# Over/Under Sling-X-Bow: It works!



## JoergS (Dec 17, 2009)

I have invested about 8 hours of work to make my first two-shot slingshot crossbow.

I still don't have access to my welding gear, lathe and mill, so I had to do it in wood.

I wanted it to be as strong as my most powerful onces - but per "barrel". So it had to be really sturdy, bulky and a bit bizarre. But it works like a charm.

The trigger mechanism allows me to shoot one barrel after the other or two at the same time. A really, really simple lever serves as thr trigger.

Due to the necessary thickness of the rubber involved, I had to make the fork really high. But that is not so bad as this weapon has to be cocked like a crossbow, with your foot stomping down on the rear stock and both hands pulling up the fork. Also the "barrel" had to be aluminum, thin wood is not strong enough for this DOUBLE HUNTER BAND shooting device.
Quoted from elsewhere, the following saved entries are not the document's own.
//! Configuration types for chapter-dl

use crate::error::{Error, Result};
use serde::{Deserialize, Serialize};
use std::path::Path;
use std::time::Duration;

/// How harvested assets are packaged
#[derive(Clone, Copy, Debug, Default, PartialEq, Eq, Hash, Serialize, Deserialize)]
#[serde(rename_all = "snake_case")]
pub enum OutputMode {
    /// One file per asset under `<parent>/<unit>/`
    #[default]
    IndividualFiles,
    /// One `.zip` per unit
    ZipArchive,
    /// One `.cbz` per unit (zip with comic metadata)
    ComicArchive,
    /// One `.pdf` per unit, rendered through the auxiliary context
    PdfDocument,
}

impl OutputMode {
    /// Whether assets are batched into a single artifact per unit
    pub fn is_batched(&self) -> bool {
        !matches!(self, OutputMode::IndividualFiles)
    }

    /// File extension of the per-unit artifact (None for individual files)
    pub fn artifact_extension(&self) -> Option<&'static str> {
        match self {
            OutputMode::IndividualFiles => None,
            OutputMode::ZipArchive => Some("zip"),
            OutputMode::ComicArchive => Some("cbz"),
            OutputMode::PdfDocument => Some("pdf"),
        }
    }
}

/// Process-wide settings
///
/// Loaded once at startup and refreshed whenever the backing file changes
/// (see [`SettingsWatcher`](crate::settings_watcher::SettingsWatcher)).
/// Every field has a default, so an empty JSON object is a valid settings file.
#[derive(Clone, Debug, PartialEq, Serialize, Deserialize)]
pub struct Settings {
    /// Output packaging mode (default: individual files)
    #[serde(default)]
    pub output_mode: OutputMode,

    /// Maximum number of jobs processed at once (default: 3)
    #[serde(default = "default_concurrency_limit")]
    pub concurrency_limit: usize,

    /// Maximum concurrent asset transfers within one job (default: 5)
    #[serde(default = "default_per_asset_concurrency_limit")]
    pub per_asset_concurrency_limit: usize,

    /// Additional attempts after the first failed transfer (default: 3)
    #[serde(default = "default_retry_attempts")]
    pub retry_attempts: u32,

    /// Fixed delay between transfer attempts (default: 1000 ms)
    #[serde(
        rename = "retry_delay_ms",
        default = "default_retry_delay",
        with = "duration_ms_serde"
    )]
    pub retry_delay: Duration,

    /// Consecutive unchanged ticks before content is considered settled (default: 8)
    #[serde(default = "default_stability_ticks_required")]
    pub stability_ticks_required: u32,

    /// Readiness polling interval (default: 250 ms)
    #[serde(
        rename = "tick_interval_ms",
        default = "default_tick_interval",
        with = "duration_ms_serde"
    )]
    pub tick_interval: Duration,

    /// Deadline for a rendering context to produce content (default: 30 s)
    #[serde(
        rename = "overall_timeout_secs",
        default = "default_overall_timeout",
        with = "duration_serde"
    )]
    pub overall_timeout: Duration,

    /// Per-request timeout for the bundled HTTP fetcher (default: 60 s)
    #[serde(
        rename = "request_timeout_secs",
        default = "default_request_timeout",
        with = "duration_serde"
    )]
    pub request_timeout: Duration,
}

impl Default for Settings {
    fn default() -> Self {
        Self {
            output_mode: OutputMode::default(),
            concurrency_limit: default_concurrency_limit(),
            per_asset_concurrency_limit: default_per_asset_concurrency_limit(),
            retry_attempts: default_retry_attempts(),
            retry_delay: default_retry_delay(),
            stability_ticks_required: default_stability_ticks_required(),
            tick_interval: default_tick_interval(),
            overall_timeout: default_overall_timeout(),
            request_timeout: default_request_timeout(),
        }
    }
}

impl Settings {
    /// Check that every value is usable by the scheduler
    pub fn validate(&self) -> Result<()> {
        if self.concurrency_limit == 0 {
            return Err(Error::config("concurrency_limit", "must be at least 1"));
        }
        if self.per_asset_concurrency_limit == 0 {
            return Err(Error::config(
                "per_asset_concurrency_limit",
                "must be at least 1",
            ));
        }
        if self.stability_ticks_required == 0 {
            return Err(Error::config(
                "stability_ticks_required",
                "must be at least 1",
            ));
        }
        if self.tick_interval.is_zero() {
            return Err(Error::config("tick_interval_ms", "must be greater than 0"));
        }
        if self.overall_timeout.is_zero() {
            return Err(Error::config(
                "overall_timeout_secs",
                "must be greater than 0",
            ));
        }
        Ok(())
    }

    /// Retry policy derived from these settings
    pub fn retry_policy(&self) -> RetryPolicy {
        RetryPolicy {
            attempts: self.retry_attempts,
            delay: self.retry_delay,
        }
    }

    /// Load settings from a JSON file
    ///
    /// A missing file yields the defaults. Missing keys fall back to their defaults.
    /// The result is validated before it is returned.
    pub fn load(path: &Path) -> Result<Self> {
        Self::from_read(path, std::fs::read_to_string(path))
    }

    /// [`Settings::load`] without blocking the async runtime
    pub async fn load_async(path: &Path) -> Result<Self> {
        Self::from_read(path, tokio::fs::read_to_string(path).await)
    }

    fn from_read(path: &Path, read: std::io::Result<String>) -> Result<Self> {
        let settings = match read {
            Ok(raw) => serde_json::from_str::<Settings>(&raw)?,
            Err(e) if e.kind() == std::io::ErrorKind::NotFound => {
                tracing::debug!(path = %path.display(), "settings file missing, using defaults");
                Settings::default()
            }
            Err(e) => return Err(Error::Io(e)),
        };
        settings.validate()?;
        Ok(settings)
    }

    /// Write settings to a JSON file, creating parent directories
    pub fn save(&self, path: &Path) -> Result<()> {
        self.validate()?;
        if let Some(parent) = path.parent()
            && !parent.as_os_str().is_empty()
        {
            std::fs::create_dir_all(parent)?;
        }
        let raw = serde_json::to_string_pretty(self)?;
        std::fs::write(path, raw)?;
        Ok(())
    }
}

/// Fixed-delay retry policy for asset transfers
#[derive(Clone, Copy, Debug, PartialEq, Eq)]
pub struct RetryPolicy {
    /// Additional attempts after the first failure
    pub attempts: u32,
    /// Delay before each retry
    pub delay: Duration,
}

impl Default for RetryPolicy {
    fn default() -> Self {
        Settings::default().retry_policy()
    }
}

fn default_concurrency_limit() -> usize {
    3
}

fn default_per_asset_concurrency_limit() -> usize {
    5
}

fn default_retry_attempts() -> u32 {
    3
}

fn default_retry_delay() -> Duration {
    Duration::from_millis(1000)
}

fn default_stability_ticks_required() -> u32 {
    8
}

fn default_tick_interval() -> Duration {
    Duration::from_millis(250)
}

fn default_overall_timeout() -> Duration {
    Duration::from_secs(30)
}

fn default_request_timeout() -> Duration {
    Duration::from_secs(60)
}

// Duration serialization helper (whole seconds)
mod duration_serde {
    use serde::{Deserialize, Deserializer, Serializer};
    use std::time::Duration;

    pub fn serialize<S>(duration: &Duration, serializer: S) -> Result<S::Ok, S::Error>
    where
        S: Serializer,
    {
        serializer.serialize_u64(duration.as_secs())
    }

    pub fn deserialize<'de, D>(deserializer: D) -> Result<Duration, D::Error>
    where
        D: Deserializer<'de>,
    {
        let secs = u64::deserialize(deserializer)?;
        Ok(Duration::from_secs(secs))
    }
}

// Duration serialization helper (milliseconds)
mod duration_ms_serde {
    use serde::{Deserialize, Deserializer, Serializer};
    use std::time::Duration;

    pub fn serialize<S>(duration: &Duration, serializer: S) -> Result<S::Ok, S::Error>
    where
        S: Serializer,
    {
        serializer.serialize_u64(duration.as_millis() as u64)
    }

    pub fn deserialize<'de, D>(deserializer: D) -> Result<Duration, D::Error>
    where
        D: Deserializer<'de>,
    {
        let millis = u64::deserialize(deserializer)?;
        Ok(Duration::from_millis(millis))
    }
}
The concept works, and once done in steel, it won't be bulky at all.

The video will follow shortly!

Jörg


----------



## Rayshot (Feb 1, 2010)

Looks good Joerg,

I am interested what it will look like when done in metal.


----------



## JoergS (Dec 17, 2009)

Ray, it will be pretty sleek in metal. I can replace the 19mm Multiplex with 4 mm steel.

Here is the video:






Enjoy!

Jörg


----------



## huey224 (Apr 12, 2010)

Cant wait for the video!


----------



## Paul (Jun 15, 2010)

Very good. I like the trigger, very simple and repeatable results (in shooting).

Paul


----------



## NightKnight (Dec 16, 2009)

That is awesome!! I cannot wait to see the metal version!!


----------



## NoSugarRob (Jun 3, 2010)

dont like the draw process.... yes your not right over the fork when drawing it out but it looks very close to me... seems a bit dangerous. you could end up with a pair of balls in your face ........ ooer !


----------



## JoergS (Dec 17, 2009)

Well, it is comparable to loading a muzzleloader rifle. You have to take care and never ever look down the barrel.

I may attach a loading security device in the future, though.

Jörg


----------



## hc_006 (Jun 22, 2011)

Hallo Jörg

I am very interested want to recreate the same if they have a construction plan, it would be nice if she posts here as download.







) Thanks in advance


----------



## JoergS (Dec 17, 2009)

I had some sketches (paper cutouts), but those are long lost.


----------



## whipcrackdeadbunny (May 22, 2010)

It seems clumsy now, compared to your later model.


----------



## JoergS (Dec 17, 2009)

True. The better is the natural enemy of the good.


----------



## hc_006 (Jun 22, 2011)

ok no problem I will rely on the pictures.
You've attached the sling x sketch drawn bow as downloads have very nice Can they tell me what software to Use?
Because I've tried with Paint It's not good. Many thanks in advance.


----------



## Rapier (May 28, 2011)

JoergS said:


> Ray, it will be pretty sleek in metal. I can replace the 19mm Multiplex with 4 mm steel.
> 
> Here is the video:
> 
> ...


Yeah right... " Makes it real easy to cock" If your a delightfull jolly giant like yourself my lager than life friend, I think I'm going to have to join the gym Joerg! I was sincerly hoping to avoid that eventuality...

Great work as always and heres to always looking down the 'barrel' as opposed to looking up it!

Cheers mate


----------



## mark22c (May 28, 2011)

excellent! i think though it would be easier to cock if you didnt have to pull it so high. if the trigger was moved forward with a linkage and the butt end of the stock shortened into a bull pup design? would be shorter and easier to load.


----------



## JW_Halverson (Jul 9, 2011)

Links to this weapon were posted a while back on the Primitive Archer's Forum. There were some excited responses, lot of people thought it was pretty cool!

Nice work JeorgS!


----------